Inlining and Instruction Cache Hit Rates and Thrashing

Asked 17/3, 2018 at 9:30 Answered 18/3, 2018 at 17:52

Solved caching memory inline executable cpu-architecture

In this article, https://www.geeksforgeeks.org/inline-functions-cpp/, it states that the disadvantages of inlining are:

3) Too much inlining can also reduce your instruction cache hit rate, thus reducing the speed of instruction fetch from that of cache memory to that of primary memory.

How does inlining affect the instruction cache hit rate?

6) Inline functions might cause thrashing because inlining might increase size of the binary executable file. Thrashing in memory causes performance of computer to degrade.

How does inlining increase the size of the binary executable file? Is it just that it increases the code base length? Moreover, it is not clear to me why having a larger binary executable file would cause thrashing as the two dont seem linked.

Hokkaido answered 17/3, 2018 at 9:30 Comment(9)

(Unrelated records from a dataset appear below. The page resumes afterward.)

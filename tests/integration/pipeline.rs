use crate::{all_pages, temp_database, KOTO_URL, WOLFE_URL};
use housing_core::{Category, ListingFilter};
use housing_scrapers::{FixtureRenderer, Orchestrator, ScrapeSettings};
use std::sync::Arc;

fn orchestrator(renderer: FixtureRenderer) -> Orchestrator {
    Orchestrator::new(Arc::new(renderer), ScrapeSettings::immediate())
}

#[tokio::test]
async fn test_refresh_stores_every_source() {
    let (_dir, db) = temp_database().await;
    let orchestrator = orchestrator(all_pages());

    let summary = orchestrator.run_all_to_db(&db).await.unwrap();
    assert_eq!(summary.failures().count(), 0);

    let stored: Vec<(String, usize)> = summary
        .outcomes
        .iter()
        .map(|o| (o.source.clone(), o.stored))
        .collect();
    assert_eq!(
        stored,
        vec![
            ("meridian".to_string(), 2),
            ("playalife".to_string(), 1),
            ("koto".to_string(), 1),
            ("solis".to_string(), 1),
            ("wolfe".to_string(), 1),
        ]
    );

    let meta = db.get_metadata().await.unwrap();
    assert_eq!(meta.total_listings, 6);
    assert!(meta.last_updated.is_some());

    let wolfe = db
        .list_listings(&ListingFilter {
            source: Some("wolfe".to_string()),
            ..Default::default()
        })
        .await
        .unwrap();
    assert_eq!(wolfe.len(), 1);
    assert_eq!(wolfe[0].address, "6565 Del Playa Dr Unit B, Isla Vista, CA 93117");
    assert_eq!(wolfe[0].bedrooms, Some(4));

    let studios = db
        .list_listings(&ListingFilter {
            source: Some("solis".to_string()),
            ..Default::default()
        })
        .await
        .unwrap();
    assert_eq!(studios[0].bedrooms, Some(0));
    assert_eq!(studios[0].square_feet, Some(480));

    let commercial = db
        .list_listings(&ListingFilter {
            category: Some(Category::Commercial),
            ..Default::default()
        })
        .await
        .unwrap();
    assert_eq!(commercial.len(), 1);
    assert_eq!(commercial[0].address, "5 W Anapamu St, Santa Barbara, CA");
}

#[tokio::test]
async fn test_repeated_refresh_is_idempotent() {
    let (_dir, db) = temp_database().await;
    let orchestrator = orchestrator(all_pages());

    orchestrator.run_all_to_db(&db).await.unwrap();
    let first = db.get_all_listings().await.unwrap();

    orchestrator.run_all_to_db(&db).await.unwrap();
    let second = db.get_all_listings().await.unwrap();

    assert_eq!(first.len(), second.len());
    for row in &second {
        let before = first
            .iter()
            .find(|r| r.address == row.address && r.source == row.source)
            .unwrap();
        assert_eq!(row.first_seen_at, before.first_seen_at);
        assert!(row.updated_at >= before.updated_at);
    }
    assert!(db.check_integrity().await.unwrap().is_empty());
}

#[tokio::test]
async fn test_refresh_continues_past_failing_source() {
    let (_dir, db) = temp_database().await;
    let renderer = all_pages().with_failure(KOTO_URL, "net::ERR_CONNECTION_RESET");
    let orchestrator = orchestrator(renderer);

    let summary = orchestrator.run_all_to_db(&db).await.unwrap();
    let failed: Vec<_> = summary.failures().map(|o| o.source.as_str()).collect();
    assert_eq!(failed, vec!["koto"]);
    assert_eq!(db.get_metadata().await.unwrap().total_listings, 5);
}

#[tokio::test]
async fn test_scrape_all_merges_sources() {
    let renderer = all_pages().with_failure(WOLFE_URL, "Load failed");
    let merged = orchestrator(renderer).scrape_all().await;

    assert_eq!(
        merged.sources,
        vec!["meridian", "playalife", "koto", "solis", "wolfe"]
    );
    assert_eq!(merged.listings.len(), 5);
    assert!(merged.listings.iter().all(|l| !l.source.is_empty()));
    assert!(merged.listings.iter().all(|l| l.source != "wolfe"));

    let json = serde_json::to_value(&merged).unwrap();
    assert_eq!(json["listings"].as_array().unwrap().len(), 5);
    assert!(json["scraped_at"].is_string());
    assert!(json.get("results").is_none());
}

#[tokio::test]
async fn test_on_demand_scrape_reports_load_failure() {
    let renderer = all_pages().with_failure(WOLFE_URL, "Load failed");
    let err = orchestrator(renderer).scrape_source("wolfe").await.unwrap_err();
    assert!(err.user_message().contains("failed to load"));
}
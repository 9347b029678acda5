// ABOUTME: Configuration module for data locations, cache sizes, timeouts and classifier rules
// ABOUTME: Everything is read from environment variables with built-in defaults
//
// SPDX-License-Identifier: MIT OR Apache-2.0
// Copyright (c) 2025 Pierre Fitness Intelligence

//! Configuration module for Prompt Forge
//!
//! - **Environment**: `AppConfig` and its sections, loaded from `PROMPT_FORGE_*` variables
//! - **Classifier**: pattern lists used to screen user input before composition

/// Input classifier pattern lists
pub mod classifier;
/// Environment-driven application configuration
pub mod environment;

pub use classifier::ClassifierConfig;
pub use environment::{AppConfig, CacheConfig, ModelTimeouts, StoreConfig};
// ABOUTME: Shared test utilities and setup functions for integration tests
// ABOUTME: Quiet logging, fast store tuning, temp-dir configs and stand-in collaborators
//
// SPDX-License-Identifier: MIT OR Apache-2.0
// Copyright (c) 2025 Pierre Fitness Intelligence
#![allow(
    dead_code,
    clippy::missing_errors_doc,
    clippy::missing_panics_doc,
    clippy::must_use_candidate
)]
//! Shared test utilities for `prompt_forge`

use async_trait::async_trait;
use prompt_forge::config::{AppConfig, StoreConfig};
use prompt_forge::llm::{ConnectionStatus, GenerateOptions, ModelClient, ModelClientError};
use prompt_forge::models::GenerationOptions;
use prompt_forge::prompts::{Composer, Composition};
use std::path::Path;
use std::sync::atomic::{AtomicUsize, Ordering};
use std::sync::{Mutex, Once};
use std::time::Duration;

static INIT_LOGGER: Once = Once::new();

/// Initialize quiet logging for tests (call once per test process)
pub fn init_test_logging() {
    INIT_LOGGER.call_once(|| {
        let log_level = match std::env::var("TEST_LOG").as_deref() {
            Ok("TRACE") => tracing::Level::TRACE,
            Ok("DEBUG") => tracing::Level::DEBUG,
            Ok("INFO") => tracing::Level::INFO,
            _ => tracing::Level::WARN,
        };

        tracing_subscriber::fmt()
            .with_max_level(log_level)
            .with_test_writer()
            .init();
    });
}

/// Store tuning with short lock waits so contention tests finish quickly
pub fn fast_store_config() -> StoreConfig {
    StoreConfig {
        lock_retries: 2_000,
        lock_retry_delay: Duration::from_millis(2),
        lock_stale_after: Duration::from_secs(30),
        read_cache_ttl: Duration::from_millis(2_000),
    }
}

/// Configuration rooted in a temp directory
pub fn test_config(dir: &Path) -> AppConfig {
    init_test_logging();
    let mut config = AppConfig::with_data_dir(dir);
    config.store = fast_store_config();
    config
}

/// Composer that counts calls and echoes its arguments
#[derive(Default)]
pub struct CountingComposer {
    calls: AtomicUsize,
}

impl CountingComposer {
    pub fn calls(&self) -> usize {
        self.calls.load(Ordering::SeqCst)
    }
}

impl Composer for CountingComposer {
    fn compose(
        &self,
        input: &str,
        options: &GenerationOptions,
        system_prompt: &str,
    ) -> Composition {
        let n = self.calls.fetch_add(1, Ordering::SeqCst) + 1;
        Composition::Prompt(format!(
            "{system_prompt}|{}|{}|#{n}",
            options.task_type(),
            input.trim()
        ))
    }
}

/// Model client returning a canned reply or a canned failure
pub struct ScriptedModel {
    reply: Mutex<Result<String, String>>,
    prompts: Mutex<Vec<String>>,
}

impl ScriptedModel {
    pub fn replying(reply: &str) -> Self {
        Self {
            reply: Mutex::new(Ok(reply.to_owned())),
            prompts: Mutex::new(Vec::new()),
        }
    }

    /// Every generation fails as if the runtime were down
    pub fn unreachable() -> Self {
        Self {
            reply: Mutex::new(Err("connection refused".to_owned())),
            prompts: Mutex::new(Vec::new()),
        }
    }

    pub fn prompts(&self) -> Vec<String> {
        self.prompts.lock().unwrap().clone()
    }
}

#[async_trait]
impl ModelClient for ScriptedModel {
    async fn generate(
        &self,
        prompt: &str,
        _options: &GenerateOptions,
    ) -> Result<String, ModelClientError> {
        self.prompts.lock().unwrap().push(prompt.to_owned());
        self.reply
            .lock()
            .unwrap()
            .clone()
            .map_err(|reason| ModelClientError::Unreachable {
                base_url: "http://127.0.0.1:11434".to_owned(),
                reason,
            })
    }

    async fn check_connection(&self) -> ConnectionStatus {
        ConnectionStatus::Ok {
            model: "scripted".to_owned(),
        }
    }
}
/// Writing task fields
#[derive(Debug, Clone, Default, PartialEq, Eq, Serialize, Deserialize)]
#[serde(rename_all = "camelCase")]
pub struct WritingOptions {
    /// Prose style
    #[serde(
        default,
        skip_serializing_if = "Option::is_none",
        deserialize_with = "lenient::deserialize"
    )]
    pub writing_style: Option<WritingStyle>,
    /// Narrative perspective
    #[serde(
        default,
        skip_serializing_if = "Option::is_none",
        deserialize_with = "lenient::deserialize"
    )]
    pub point_of_view: Option<PointOfView>,
}

/// Marketing task fields
#[derive(Debug, Clone, Default, PartialEq, Eq, Serialize, Deserialize)]
#[serde(rename_all = "camelCase")]
pub struct MarketingOptions {
    /// Distribution channel
    #[serde(
        default,
        skip_serializing_if = "Option::is_none",
        deserialize_with = "lenient::deserialize"
    )]
    pub channel: Option<MarketingChannel>,
    /// Action the reader should take
    #[serde(
        default,
        skip_serializing_if = "Option::is_none",
        deserialize_with = "lenient::value"
    )]
    pub call_to_action: Option<String>,
    /// Brand personality description
    #[serde(
        default,
        skip_serializing_if = "Option::is_none",
        deserialize_with = "lenient::value"
    )]
    pub brand_voice: Option<String>,
}

/// Coding task fields
#[derive(Debug, Clone, Default, PartialEq, Eq, Serialize, Deserialize)]
#[serde(rename_all = "camelCase")]
pub struct CodingOptions {
    /// Target programming language
    #[serde(
        default,
        skip_serializing_if = "Option::is_none",
        deserialize_with = "lenient::value"
    )]
    pub programming_language: Option<String>,
    /// Framework or library to build on
    #[serde(
        default,
        skip_serializing_if = "Option::is_none",
        deserialize_with = "lenient::value"
    )]
    pub framework: Option<String>,
    /// Ask for unit tests alongside the code
    #[serde(default, deserialize_with = "lenient::flag")]
    pub include_tests: bool,
    /// Ask for inline comments
    #[serde(default, deserialize_with = "lenient::flag")]
    pub include_comments: bool,
}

Why the downvote?????? its a perfectly reasonable question – Hokkaido 17/3, 2018 at 9:43

Not my downvote. But SO caters to rather specific problems with solutions and in general does not provide "I do not understand this, explain it to me" kind of answers. You got some from ppl who are kind and got a downvote from someone who probably thinks you could have put some more effort in reasearching this topic yourself before posting a question. – Stephniestepladder 17/3, 2018 at 10:5

Thrashing of swap space / virtual memory due to massive code-size is not plausible on modern desktop/laptop computers except with an extremely unreasonable amount of inlining, producing an executable that was hundreds or thousands of megabytes, or if the whole system was compiled with a crazy compiler so all programs were huge, and you had several running at once, and you "only" had a few GiB of physical RAM. – Counterchange 17/3, 2018 at 10:53

@Jurassic - The downvote might be because geeksforgeeks is known to contain a lot of crap, and is not a good place to learn from. In this case some of the info looks like quotes from the docs for Turbo-C++, 25 years ago. Proper use of inlining makes the code smaller and faster. – Historicism 17/3, 2018 at 11:24

@BoPersson That might be a fair comment, but geeksforgeeks is an easy resource to find for the unknowing – Hokkaido 17/3, 2018 at 20:48

@PatrickArtner I have edited the question to make it better. However, I think that from some of the discussion outlined on this question page this is clealy a non trivial topic to consider/find problematic – Hokkaido 17/3, 2018 at 20:49

@Jurassic - I am not the DV (I UVed) but in general you have a crowd of people who hate implementation or performance related questions based on "the standard doesn't say" or "you don't need to know that" or "just write simple code and the compiler will sort it out" or "it's implementation specific" or "the compiler is smarter than you" or "does it need to be fast" or whatever. A large number of these folk hang out on the C/C++ tags and you get instant DVs if you ask that type of quesiton there. One tip is just to leave those tags off, and instead include other tags. – Calistacalisthenics 17/3, 2018 at 23:22

performance or x86 (if you're on x86) are good ones for low level questions like this. You can always add the language tags later once the potential for knee-jerk DVs has passed. – Calistacalisthenics 17/3, 2018 at 23:23

@Calistacalisthenics changed – Hokkaido 18/3, 2018 at 9:52

It is possible that the confusion about why inlining can hurt i-cache hit rate or cause thrashing lies in the difference between static instruction count and dynamic instruction count. Inlining (almost always) reduces the latter but often increases the former.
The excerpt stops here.